(Items listed in a dataset)
──────────────────────────────
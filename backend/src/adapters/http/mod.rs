//! HTTP adapters - REST API implementations.
//!
//! `app` assembles the billing router with the cross-cutting layers the
//! server runs with.

pub mod billing;

use axum::Router;
use http::{
    header::{AUTHORIZATION, CONTENT_TYPE},
    HeaderValue, Method,
};
use tower_http::{
    cors::{AllowOrigin, Any, CorsLayer},
    timeout::TimeoutLayer,
    trace::TraceLayer,
};

use crate::config::ServerConfig;

pub use billing::{billing_router, BillingApiError, BillingAppState};

/// Billing routes with state applied plus CORS, timeout and tracing layers.
pub fn app(state: BillingAppState, server: &ServerConfig) -> Router {
    billing_router()
        .with_state(state)
        .layer(TimeoutLayer::new(server.request_timeout()))
        .layer(cors_layer(&server.cors_origins_list()))
        .layer(TraceLayer::new_for_http())
}

/// Any origin when none are configured, otherwise the listed ones.
fn cors_layer(origins: &[String]) -> CorsLayer {
    let layer = CorsLayer::new()
        .allow_methods([Method::GET, Method::POST, Method::PUT, Method::DELETE])
        .allow_headers([AUTHORIZATION, CONTENT_TYPE]);

    let parsed: Vec<HeaderValue> = origins
        .iter()
        .filter_map(|origin| match HeaderValue::from_str(origin) {
            Ok(value) => Some(value),
            Err(_) => {
                tracing::warn!(origin = %origin, "Ignoring invalid CORS origin");
                None
            }
        })
        .collect();

    if parsed.is_empty() {
        layer.allow_origin(Any)
    } else {
        layer.allow_origin(AllowOrigin::list(parsed))
    }
}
──────────────────────────────
Problem
Please copy each line of the entries in which the word "TraceLayer" shows up.

Response box
    trace::TraceLayer,
        .layer(TraceLayer::new_for_http())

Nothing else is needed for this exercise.